R - La France, elle est engagée je dirais presque en première ligne pour obtenir du conseil de sécurité des Nations unies une résolution pour créer les conditions d'un cessez-le-feu en Syrie et d'abord à Alep. À Alep, il y a une urgence humanitaire et je n'ai même pas besoin de vous décrire la situation - vous venez de le dire en quelques mots - mais les images terribles que nous voyons à la télévision parlent d'elles-mêmes. Que voyons-nous ? Nous voyons des victimes civiles et quand j'entends, encore cet après-midi, un communiqué officiel de la Russie qui se félicite de l'efficacité des frappes russes sur Alep en faisant croire que ceux qui sont visés par ces frappes, ce sont essentiellement des terroristes... Mais, les images que nous voyons, ce sont des populations civiles, ce sont des hommes, des femmes, des enfants, des personnes âgées qui sont tués, qui sont mutilés.
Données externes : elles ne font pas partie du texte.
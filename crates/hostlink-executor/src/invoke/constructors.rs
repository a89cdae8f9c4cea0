//! Object-construction strategies keyed by type name.
//!
//! An argument shaped like `{"type": "Point3D", "x": 1, "y": 2}` asks for a
//! new host object. The type is located among the host's modules, then
//! built with a registered strategy, or with its `create` factory taking
//! the remaining keys as keyword arguments when the type advertises one.

use std::collections::HashMap;

use hostlink_core::{HostValue, Kwargs, ObjectRef};
use serde_json::{Map, Value, json};

use super::{InvokeError, Invoker};

/// How to build instances of one type.
#[derive(Debug, Clone, PartialEq)]
pub enum ConstructorStrategy {
    /// Call `factory` with the listed keys positionally, in order; absent
    /// keys take their default.
    Positional {
        factory: String,
        params: Vec<(String, Value)>,
    },
    /// Call `factory` with every key except `type` as a keyword argument.
    Keyword { factory: String },
}

impl ConstructorStrategy {
    /// `create(x, y, z)` with zero defaults.
    #[must_use]
    pub fn xyz() -> Self {
        Self::Positional {
            factory: "create".into(),
            params: ["x", "y", "z"]
                .into_iter()
                .map(|axis| (axis.to_string(), json!(0)))
                .collect(),
        }
    }
}

/// Registry of construction strategies.
#[derive(Debug, Clone)]
pub struct ConstructorRegistry {
    strategies: HashMap<String, ConstructorStrategy>,
}

impl Default for ConstructorRegistry {
    fn default() -> Self {
        let mut registry = Self::empty();
        registry.register("Point3D", ConstructorStrategy::xyz());
        registry.register("Vector3D", ConstructorStrategy::xyz());
        registry
    }
}

impl ConstructorRegistry {
    /// A registry with no strategies; only factory-bearing types build.
    #[must_use]
    pub fn empty() -> Self {
        Self {
            strategies: HashMap::new(),
        }
    }

    /// Register (or replace) the strategy for `type_name`.
    pub fn register(&mut self, type_name: impl Into<String>, strategy: ConstructorStrategy) {
        self.strategies.insert(type_name.into(), strategy);
    }

    #[must_use]
    pub fn strategy(&self, type_name: &str) -> Option<&ConstructorStrategy> {
        self.strategies.get(type_name)
    }

    /// Build the object described by `fields`.
    ///
    /// # Errors
    /// `UnsupportedConstructor` for unknown or factory-less types; any
    /// error resolving the parameters or raised by the factory.
    pub fn construct(&self, invoker: &Invoker, fields: &Map<String, Value>) -> Result<HostValue, InvokeError> {
        let type_name = fields
            .get("type")
            .and_then(Value::as_str)
            .ok_or_else(|| InvokeError::UnsupportedConstructor {
                type_name: fields.get("type").map_or_else(String::new, Value::to_string),
                reason: "'type' must be a string".into(),
            })?;
        let short_name = type_name.rsplit('.').next().unwrap_or(type_name);
        let type_obj = locate(invoker, type_name)?;

        let strategy = match self.strategies.get(short_name) {
            Some(strategy) => strategy.clone(),
            None if type_obj.has_factory() => ConstructorStrategy::Keyword {
                factory: "create".into(),
            },
            None => {
                return Err(InvokeError::UnsupportedConstructor {
                    type_name: type_name.to_string(),
                    reason: "type exposes no factory and has no registered strategy".into(),
                });
            }
        };

        let (factory, args, kwargs) = match strategy {
            ConstructorStrategy::Positional { factory, params } => {
                let args = params
                    .iter()
                    .map(|(key, default)| invoker.resolve_argument(fields.get(key).unwrap_or(default)))
                    .collect::<Result<Vec<_>, _>>()?;
                (factory, args, Kwargs::new())
            }
            ConstructorStrategy::Keyword { factory } => {
                let kwargs = fields
                    .iter()
                    .filter(|(key, _)| key.as_str() != "type")
                    .map(|(key, value)| Ok((key.clone(), invoker.resolve_argument(value)?)))
                    .collect::<Result<Kwargs, InvokeError>>()?;
                (factory, Vec::new(), kwargs)
            }
        };

        if !type_obj.has_method(&factory) {
            return Err(InvokeError::UnsupportedConstructor {
                type_name: type_name.to_string(),
                reason: format!("type has no '{factory}' factory"),
            });
        }
        tracing::debug!(type_name, %factory, "Constructing object");
        type_obj
            .call_method(&factory, args, kwargs)
            .map_err(|source| InvokeError::failed(format!("{short_name}.{factory}"), source))
    }
}

/// Find the type object: a dotted name resolves as a path, a bare name is
/// looked up in every host module.
fn locate(invoker: &Invoker, type_name: &str) -> Result<ObjectRef, InvokeError> {
    let unknown = || InvokeError::UnsupportedConstructor {
        type_name: type_name.to_string(),
        reason: "unknown type".into(),
    };

    if type_name.contains('.') {
        return match invoker.resolve_path(type_name) {
            Ok(HostValue::Object(obj)) => Ok(obj),
            _ => Err(unknown()),
        };
    }

    let host = invoker.host();
    host.module_names()
        .iter()
        .filter_map(|name| host.module(name))
        .find_map(|module| match module.as_object()?.get_attribute(type_name) {
            Ok(Some(HostValue::Object(obj))) => Some(obj),
            _ => None,
        })
        .ok_or_else(unknown)
}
Q - Mais que faut-il faire concrètement Jean-Marc Ayrault ?
R - Il faut vraiment appeler à la conscience de tous les membres du conseil de sécurité, les membres permanents comme les dix autres membres. Nous sommes actuellement en train de négocier une résolution et j'espère que nous pourrons obtenir un résultat cette semaine.
Q - Mais que dit cette résolution ? Une trêve ?
R - Un cessez-le-feu...
Q - On en a déjà eu...
R - Oui, mais un cessez-le-feu d'abord sur Alep avec également un accès de l'aide humanitaire. C'est le préalable à tout et ensuite reprise des négociations politiques. Le résultat dépend de nos partenaires et en particulier de la Russie et j'appelle cette dernière à prendre ses responsabilités. Aujourd'hui - le secrétaire général des Nations unies l'a dit lui-même -, les bombardements des hôpitaux sont des crimes de guerre. Est-ce que la Russie acceptera de porter la responsabilité de tels actes qui sont insupportables du point de vue de la conscience humaine ? Cela c'est vraiment l'urgence.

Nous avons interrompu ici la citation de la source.